Liposomes are spherical vesicles formed by lipid bilayers, which can promote skin penetration and intradermal retention of drugs. The double-layered structure of liposomes is highly compatible with the lipid membrane of the stratum cuticle of the skin, which can increase the accumulation of drugs in the skin and form drug reservoirs in the epidermis and dermis, so that the drugs can sustainably play a therapeutic effect on the lesion site and have good biocompatibility.

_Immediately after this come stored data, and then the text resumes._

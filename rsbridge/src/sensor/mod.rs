//! Sensors and streaming.
use std::cell::{Cell, RefCell};
use std::fmt;
use std::rc::Rc;
use std::sync::Arc;

use rsbridge_sys::{kind, CameraInfo, RawStreamProfile};

use crate::error::{Error, Result};
use crate::frame::Frame;
use crate::frame_queue::{FrameQueue, QueueHandle};
use crate::function::HostFunction;
use crate::handle::Owned;
use crate::host::{Host, Registered};
use crate::notification::Notification;
use crate::producer::{
    FrameProducer, FrameQueueProducer, FrameSink, NotificationProducer, ProducerState,
    ProducerStatus,
};
use crate::resource::Resource;
use crate::stream_profile::StreamProfile;


/// The host end of a stream, kept until the SDK has stopped it.
enum Stream {
    Callback {
        sink: Rc<FrameSink>,
        _registration: Registered<FrameSink>,
    },
    /// The SDK writes into this queue until the sensor stops.
    Queue(QueueHandle),
}

/// One sensor of a device, such as the stereo module or the RGB camera.
pub struct Sensor {
    resource: Resource<kind::Sensor>,
    stream: RefCell<Option<Stream>>,
    streaming: Cell<bool>,
    frames: RefCell<Option<Arc<ProducerStatus>>>,
    notifications: RefCell<Option<HostFunction<Notification>>>,
    notification_status: RefCell<Option<Arc<ProducerStatus>>>,
}

impl Sensor {
    pub(crate) fn from_owned(host: &Host, sensor: Owned<kind::Sensor>) -> Self {
        Self {
            resource: Resource::new(host, Some(sensor)),
            stream: RefCell::new(None),
            streaming: Cell::new(false),
            frames: RefCell::new(None),
            notifications: RefCell::new(None),
            notification_status: RefCell::new(None),
        }
    }

    /// Releases the sensor, stopping it first if it is streaming.
    pub fn destroy(&self) {
        if self.streaming.get() {
            let _ = self.stop();
        }
        self.resource.destroy();
        self.stream.replace(None);
        self.streaming.set(false);
        self.notifications.replace(None);
    }

    #[inline]
    pub fn is_destroyed(&self) -> bool {
        self.resource.is_empty()
    }

    pub fn camera_info(&self, info: CameraInfo) -> Result<String> {
        self.resource
            .fetch(|sdk, raw, error| sdk.sensor_info(raw, info, error))?
            .ok_or(Error::Unavailable("camera info"))
    }

    pub fn supports_camera_info(&self, info: CameraInfo) -> Result<bool> {
        self.resource
            .fetch(|sdk, raw, error| sdk.supports_sensor_info(raw, info, error))
    }

    /// Every profile the sensor can be opened with.
    pub fn stream_profiles(&self) -> Option<Vec<StreamProfile>> {
        let host = self.resource.host();
        let raw = self
            .resource
            .query(|sdk, raw, error| sdk.stream_profiles(raw, error))
            .flatten()?;
        // SAFETY: the SDK returns a new profile list owned by the caller.
        let list = unsafe { Owned::from_raw(host.api(), raw) };
        StreamProfile::read_list(&self.resource, list)
    }

    pub fn open(&self, profile: &StreamProfile) -> Result<()> {
        self.open_multiple(&[profile])
    }

    pub fn open_multiple(&self, profiles: &[&StreamProfile]) -> Result<()> {
        let raws = profiles
            .iter()
            .map(|profile| profile.raw().ok_or(Error::Destroyed))
            .collect::<Result<Vec<RawStreamProfile>>>()?;
        self.resource
            .fetch(|sdk, raw, error| sdk.open(raw, &raws, error))
    }

    /// Starts streaming into `callback`.
    ///
    /// Frames are delivered on the consumer thread by [`Host::dispatch`], always through the same
    /// [`Frame`], whose content is replaced for every new frame. Keep a frame past the callback
    /// with [`Frame::share`].
    pub fn start_with_callback(&self, callback: impl FnMut(&Rc<Frame>) + 'static) -> Result<()> {
        let host = self.resource.host();
        let sink = FrameSink::new(host, callback);
        let registration = host.register(&sink);
        let status = ProducerStatus::new("frame");
        let producer = FrameProducer {
            api: host.api().clone(),
            notifier: host.notifier(),
            target: registration.id(),
            status: status.clone(),
        };

        self.resource
            .fetch(|sdk, raw, error| sdk.start(raw, Box::new(producer), error))?;
        self.stream.replace(Some(Stream::Callback {
            sink,
            _registration: registration,
        }));
        self.started(status);
        Ok(())
    }

    /// Starts streaming straight into `queue`, without involving the consumer thread.
    ///
    /// The native queue stays alive until the sensor stops, even if `queue` is destroyed first.
    pub fn start_with_queue(&self, queue: &FrameQueue) -> Result<()> {
        let host = self.resource.host();
        let handle = queue.attach()?;
        let status = ProducerStatus::new("frame queue");
        let producer = FrameQueueProducer {
            api: host.api().clone(),
            queue: handle.raw().ok_or(Error::Destroyed)?,
            status: status.clone(),
        };

        self.resource
            .fetch(|sdk, raw, error| sdk.start(raw, Box::new(producer), error))?;
        self.stream.replace(Some(Stream::Queue(handle)));
        self.started(status);
        Ok(())
    }

    fn started(&self, status: Arc<ProducerStatus>) {
        self.frames.replace(Some(status));
        self.streaming.set(true);
    }

    /// Stops streaming. Frames still queued for the callback are released undelivered, and a
    /// frame queue destroyed while streaming is released now.
    pub fn stop(&self) -> Result<()> {
        self.resource.fetch(|sdk, raw, error| sdk.stop(raw, error))?;
        self.streaming.set(false);
        self.stream.replace(None);
        Ok(())
    }

    pub fn close(&self) -> Result<()> {
        self.resource.fetch(|sdk, raw, error| sdk.close(raw, error))
    }

    /// Registers `callback` for the sensor's notifications, replacing any previous one.
    pub fn on_notification(&self, callback: impl FnMut(Notification) + 'static) -> Result<()> {
        let host = self.resource.host();
        let function = HostFunction::new(host, callback);
        let status = ProducerStatus::new("notification");
        let producer = NotificationProducer {
            api: host.api().clone(),
            function: function.thread_safe(),
            status: status.clone(),
        };

        self.resource.fetch(|sdk, raw, error| {
            sdk.set_notifications_callback(raw, Box::new(producer), error)
        })?;
        self.notifications.replace(Some(function));
        self.notification_status.replace(Some(status));
        Ok(())
    }

    /// The stable frame handed to the streaming callback, while streaming into one.
    pub fn frame_slot(&self) -> Option<Rc<Frame>> {
        match self.stream.borrow().as_ref()? {
            Stream::Callback { sink, .. } => Some(sink.slot().clone()),
            Stream::Queue(_) => None,
        }
    }

    #[inline]
    pub fn is_streaming(&self) -> bool {
        self.streaming.get()
    }

    /// State of the producer of the last stream started, if any.
    pub fn frame_producer_state(&self) -> Option<ProducerState> {
        self.frames.borrow().as_ref().map(|status| status.state())
    }

    /// State of the producer delivering notifications, if one was registered.
    pub fn notification_producer_state(&self) -> Option<ProducerState> {
        self.notification_status
            .borrow()
            .as_ref()
            .map(|status| status.state())
    }

    #[inline]
    pub fn host(&self) -> &Host {
        self.resource.host()
    }
}

impl Drop for Sensor {
    fn drop(&mut self) {
        self.destroy();
    }
}

impl fmt::Debug for Sensor {
    fn fmt(&self, f: &mut fmt::Formatter<'_>) -> fmt::Result {
        f.debug_struct("Sensor")
            .field("handle", &self.resource)
            .field("streaming", &self.streaming.get())
            .finish()
    }
}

Studies have shown that liposomes can improve skin permeability, making them excellent carriers for topical drug delivery.^94,95 Incorporating liposomes into hydrogels can enhance their stability, prevent burst release effects, and allow for more precise and convenient transdermal drug administration.^96,97 Guan et al prepared PRH-loaded liposome gel using carbomer as a matrix. Compared to the PRH gel, the PRH liposomal gel significantly reduced the barrier function of the stratum corneum, increasing the drug content in the skin (maximum drug concentrations were 123.34 μg/g and 75.65 μg/g, respectively). Additionally, the area under the curve (AUC_0-8h) value after local administration was higher, maintaining effective drug concentrations for a long time. The drug content in systemic circulation was decreased, significantly reducing cardiac side effects, making it a promising carrier for the local delivery of PRH⁷³ . Pluronic lecithin organogel (PLO) is a very popular gel base used to enhance the skin permeation of drugs. It has been reported that a 4% PRH gel, using a phosphatidylcholine-based liposome of PLO as the carrier, was prepared and used in treatment.⁷⁴ This formulation elicited good or partial responses in 82.6% of patients, with only two patients (2.7%) reporting minor local side effects such as irritation, redness, and scaling of the treated area, with no systemic adverse effects reported. Notably, six cases involved mixed IHs, and their average response to the PRH gel was nearly identical to all other superficial IHs. This suggests that the gel has significant permeability, capable of transdermal penetration into the deeper dermal layers and/or subcutaneous tissues where deep IHs reside. However, given the small number of cases involving deep IHs, more data are required to support this conclusion.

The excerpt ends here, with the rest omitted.